PODER DA VONTADE SOBRE AS PAIXÕES
A vontade não é um atributo especial do espírito; é o pensamento chegado a um certo grau de energia; é o pensamento transformado em força motriz. 1
A questão da liberdade moral do homem sempre foi objeto de estudo por parte e filósofos de todos os tempos. “Segundo a ideia falsíssima de que lhe não é possível reformar sua própria natureza, o homem se julga dispensado de fazer esforços para se corrigir dos defeitos nos quais se compraz voluntariamente, ou que exigiriam muita perseverança. É assim, por exemplo, que o indivíduo propenso a encolerizar-se, quase sempre se desculpa com o seu temperamento. Em vez de se confessar culpado, lança a culpa sobre a sua organização, acusando a Deus, dessa forma, de suas próprias faltas. É ainda uma consequência do orgulho que se encontra de permeio a todas as suas imperfeições.2
“Segundo a doutrina vulgar, de si mesmo tiraria o homem todos os seus instintos que, então, proviriam, ou da sua organização física, pela qual nenhuma responsabilidade lhe toca, ou da sua própria natureza, caso em que lícito lhe seria procurar desculpar-se consigo mesmo, dizendo não lhe pertencer a culpa de ser feito como é. Muito mais moral se mostra, indiscutivelmente, a doutrina espírita. Ela admite no homem o livre-arbítrio em toda a sua plenitude e, se lhe diz que, praticando o mal ele cede a uma sugestão estranha e má, em nada lhe diminui a responsabilidade, pois lhe reconhece o poder de resistir, o que evidentemente lhe é muito mais fácil do que lutar contra a sua própria natureza.
Assim, de acordo com a doutrina espírita, não há arrastamento irresistível: o homem pode sempre cerrar ouvidos à voz oculta que lhe fala no íntimo, induzindo-o ao mal, como pode cerrá-los à voz material daquele que lhe fale ostensivamente.
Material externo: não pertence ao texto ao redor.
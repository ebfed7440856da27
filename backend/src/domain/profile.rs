//! Profile sub-records embedded in a user.
//!
//! These are plain attribute bags with no identity of their own. They are
//! owned by the [`crate::domain::User`] that holds them and are replaced
//! wholesale on update. Unknown fields are rejected so that a payload of the
//! wrong shape fails validation instead of being silently truncated.

use chrono::{DateTime, NaiveDate};
use serde::{Deserialize, Deserializer, Serialize};

/// Declared sex of the performer.
#[derive(Debug, Clone, Copy, PartialEq, Eq, Serialize, Deserialize)]
#[serde(rename_all = "lowercase")]
pub enum Sex {
    Male,
    Female,
    Other,
}

/// Accept `YYYY-MM-DD` or an RFC 3339 timestamp, keeping its date part.
fn calendar_date<'de, D>(deserializer: D) -> Result<NaiveDate, D::Error>
where
    D: Deserializer<'de>,
{
    let text = String::deserialize(deserializer)?;
    NaiveDate::parse_from_str(&text, "%Y-%m-%d")
        .or_else(|_| DateTime::parse_from_rfc3339(&text).map(|stamp| stamp.date_naive()))
        .map_err(|_| serde::de::Error::custom(format!("`{text}` is not a date")))
}

#[derive(Deserialize)]
#[serde(untagged)]
enum PhoneNumber {
    Text(String),
    Digits(serde_json::Number),
}

/// Accept a phone number sent either as text or as a bare number.
fn phone_number<'de, D>(deserializer: D) -> Result<String, D::Error>
where
    D: Deserializer<'de>,
{
    Ok(match PhoneNumber::deserialize(deserializer)? {
        PhoneNumber::Text(text) => text,
        PhoneNumber::Digits(number) => number.to_string(),
    })
}

/// Personal details.
#[derive(Debug, Clone, PartialEq, Eq, Serialize, Deserialize)]
#[serde(rename_all = "camelCase", deny_unknown_fields)]
pub struct PersonalData {
    pub name: String,
    pub surname: String,
    /// Calendar date, serialised as `YYYY-MM-DD`.
    #[serde(deserialize_with = "calendar_date")]
    pub birth_date: NaiveDate,
    pub sex: Sex,
    pub twins: bool,
    pub province: String,
    #[serde(deserialize_with = "phone_number")]
    pub phone: String,
}

/// Physical appearance.
#[derive(Debug, Clone, PartialEq, Serialize, Deserialize)]
#[serde(rename_all = "camelCase", deny_unknown_fields)]
pub struct PhysicalData {
    /// Height in metres.
    pub height: f64,
    /// Weight in kilograms.
    pub weight: f64,
    pub physical_condition: String,
    pub eyes: String,
    pub hair: String,
    pub ethnicity: String,
    pub beard: bool,
    pub tattoos: bool,
    pub piercings: bool,
}

/// Professional background.
#[derive(Debug, Clone, PartialEq, Eq, Serialize, Deserialize)]
#[serde(rename_all = "camelCase", deny_unknown_fields)]
pub struct ProfessionalData {
    pub profession: String,
    pub singing: bool,
    pub dancing: bool,
    #[serde(alias = "otherHabilities")]
    pub other_abilities: String,
    pub previous_job_experiences: u32,
    pub curriculum: Vec<String>,
}
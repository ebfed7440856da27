//! PostgreSQL persistence adapters using Diesel ORM.
//!
//! Concrete implementations of the driven ports backed by PostgreSQL via
//! `diesel-async` and `bb8` pooling.
//!
//! - **Thin adapters**: repositories only translate between Diesel rows and
//!   domain types.
//! - **Internal models**: row structs (`models.rs`) and table definitions
//!   (`schema.rs`) never leak into the domain.
//! - **Strongly typed errors**: database failures are mapped to the port
//!   error enums.
//!
//! # Example
//!
//! ```no_run
//! use castme::outbound::persistence::{DbPool, DieselUserRepository, PoolConfig};
//!
//! # async fn demo() -> Result<(), castme::outbound::persistence::PoolError> {
//! let pool = DbPool::new(PoolConfig::new("postgres://localhost/castme")).await?;
//! let users = DieselUserRepository::new(pool);
//! # let _ = users;
//! # Ok(())
//! # }
//! ```

mod diesel_casting_repository;
mod diesel_error_mapping;
mod diesel_user_repository;
mod migrations;
mod models;
mod pool;
mod schema;

pub use diesel_casting_repository::DieselCastingRepository;
pub use diesel_user_repository::DieselUserRepository;
pub use migrations::{MigrationError, run_pending_migrations};
pub use pool::{DbPool, PoolConfig, PoolError};
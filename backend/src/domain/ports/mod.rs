//! Domain ports defining the edges of the hexagon.
//!
//! Driving ports (`LoginService`, `UserAccountCommand`, `UserAccountQuery`)
//! are what inbound adapters call. Driven ports (`UserRepository`,
//! `CastingRepository`) are what the domain needs from storage; each exposes
//! a strongly typed error so adapters map their failures into predictable
//! variants.

mod macros;
pub(crate) use macros::define_port_error;

mod casting_repository;
mod login_service;
mod user_account_command;
mod user_account_query;
mod user_repository;

#[cfg(test)]
pub use casting_repository::MockCastingRepository;
pub use casting_repository::{CastingRepository, CastingRepositoryError};
#[cfg(test)]
pub use login_service::MockLoginService;
pub use login_service::{AuthenticateRequest, LoginService};
#[cfg(test)]
pub use user_account_command::MockUserAccountCommand;
pub use user_account_command::{
    RegisterUserRequest, UnregisterUserRequest, UpdateUserRequest, UserAccountCommand,
};
#[cfg(test)]
pub use user_account_query::MockUserAccountQuery;
pub use user_account_query::{RetrieveUserRequest, UserAccountQuery, UserCastingsRequest};
#[cfg(test)]
pub use user_repository::MockUserRepository;
pub use user_repository::{UserPersistenceError, UserRepository};
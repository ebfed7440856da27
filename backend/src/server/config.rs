//! Start-up settings loaded via OrthoConfig and the server configuration
//! derived from them.

use std::net::{AddrParseError, SocketAddr};

use castme::outbound::persistence::DbPool;
use ortho_config::OrthoConfig;
use serde::Deserialize;

const DEFAULT_BIND_ADDR: &str = "0.0.0.0:5000";
const DEFAULT_DB_MAX_CONNECTIONS: u32 = 10;

/// Settings read from `CASTME_*` environment variables, configuration files,
/// and command-line flags.
#[derive(Debug, Clone, Deserialize, OrthoConfig)]
#[ortho_config(prefix = "CASTME")]
pub struct AppSettings {
    /// Socket address for the HTTP listener.
    pub bind_addr: Option<String>,
    /// PostgreSQL connection string. The in-memory store is used when unset.
    pub database_url: Option<String>,
    /// Upper bound on pooled database connections.
    pub db_max_connections: Option<u32>,
    /// Apply embedded migrations before serving.
    pub run_migrations: Option<bool>,
}

impl AppSettings {
    /// Parse the configured bind address, falling back to `0.0.0.0:5000`.
    pub fn bind_addr(&self) -> Result<SocketAddr, AddrParseError> {
        self.bind_addr
            .as_deref()
            .unwrap_or(DEFAULT_BIND_ADDR)
            .parse()
    }

    /// Return the pool size, falling back to ten connections.
    pub fn db_max_connections(&self) -> u32 {
        self.db_max_connections
            .unwrap_or(DEFAULT_DB_MAX_CONNECTIONS)
    }

    /// Whether to apply migrations at start-up, falling back to `true`.
    pub fn run_migrations(&self) -> bool {
        self.run_migrations.unwrap_or(true)
    }
}

/// Builder-style configuration for creating the HTTP server.
pub struct ServerConfig {
    pub(crate) bind_addr: SocketAddr,
    pub(crate) db_pool: Option<DbPool>,
}

impl ServerConfig {
    #[must_use]
    pub fn new(bind_addr: SocketAddr) -> Self {
        Self {
            bind_addr,
            db_pool: None,
        }
    }

    /// Attach a database connection pool.
    ///
    /// When provided, the server stores documents in PostgreSQL instead of
    /// process memory.
    #[must_use]
    pub fn with_db_pool(mut self, pool: DbPool) -> Self {
        self.db_pool = Some(pool);
        self
    }
}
Pode-o pela ação da sua vontade, pedindo a Deus a força necessária e reclamando, para tal fim, a assistência dos Espíritos bons. Foi o que Jesus nos ensinou por meio da sublime prece que é a Oração Dominical, quando manda que digamos: “Não nos deixes sucumbir à tentação, mas livra-nos do mal.” 3
Somente pelo esforço da vontade podemos domar as paixões.
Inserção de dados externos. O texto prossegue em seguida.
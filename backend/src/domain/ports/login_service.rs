//! Driving port for authenticating an account.
//!
//! Inbound adapters hand over the raw email and password arguments; the
//! implementation validates them and resolves the account id.

use async_trait::async_trait;
use serde::{Deserialize, Serialize};
use serde_json::Value;

use crate::domain::{Error, UserId};

/// Raw arguments of an authentication attempt.
#[derive(Debug, Clone, Default, PartialEq, Serialize, Deserialize)]
#[serde(rename_all = "camelCase", default)]
pub struct AuthenticateRequest {
    pub email: Value,
    pub password: Value,
}

/// Domain use-case port for authentication.
#[cfg_attr(test, mockall::automock)]
#[async_trait]
pub trait LoginService: Send + Sync {
    /// Validate credentials and return the matching user id.
    async fn authenticate(&self, request: AuthenticateRequest) -> Result<UserId, Error>;
}
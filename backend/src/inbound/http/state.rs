//! Shared HTTP adapter state.
//!
//! Handlers accept this state via `actix_web::web::Data` so they only depend
//! on the driving ports and remain testable without I/O.

use std::sync::Arc;

use crate::domain::ports::{LoginService, UserAccountCommand, UserAccountQuery};

/// Dependency bundle for HTTP handlers.
#[derive(Clone)]
pub struct HttpState {
    pub login: Arc<dyn LoginService>,
    pub accounts: Arc<dyn UserAccountCommand>,
    pub profiles: Arc<dyn UserAccountQuery>,
}

impl HttpState {
    /// Construct state from the three driving ports.
    ///
    /// # Examples
    /// ```
    /// use std::sync::Arc;
    ///
    /// use castme::domain::UserAccountService;
    /// use castme::inbound::http::state::HttpState;
    /// use castme::outbound::memory::InMemoryDocumentStore;
    ///
    /// let store = Arc::new(InMemoryDocumentStore::new());
    /// let service = Arc::new(UserAccountService::new(store.clone(), store));
    /// let state = HttpState::new(service.clone(), service.clone(), service);
    /// # let _ = state;
    /// ```
    pub fn new(
        login: Arc<dyn LoginService>,
        accounts: Arc<dyn UserAccountCommand>,
        profiles: Arc<dyn UserAccountQuery>,
    ) -> Self {
        Self {
            login,
            accounts,
            profiles,
        }
    }

    /// Expose one service through every port.
    pub fn from_service<S>(service: Arc<S>) -> Self
    where
        S: LoginService + UserAccountCommand + UserAccountQuery + 'static,
    {
        Self::new(service.clone(), service.clone(), service)
    }
}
Vejamos, então, de maneira sintética, de onde vêm as paixões e em que diferem ou podem ser confundidas com os instintos:
“Sendo o instinto o guia e as paixões as molas da alma no período inicial do seu desenvolvimento, por vezes aquele e estas se confundem nos efeitos.
Há, contudo, entre esses dois princípios, diferenças que muito importa se considerem.
O instinto é guia seguro, sempre bom. Pode, ao cabo de certo tempo, tornar-se inútil, porém nunca prejudicial. Enfraquece-se pela predominância da inteligência.
As paixões, nas primeiras idades da alma, têm de comum com o instinto o serem as criaturas solicitadas por uma força igualmente inconsciente. As paixões nascem principalmente das necessidades do corpo e dependem, mais do que o instinto, do organismo.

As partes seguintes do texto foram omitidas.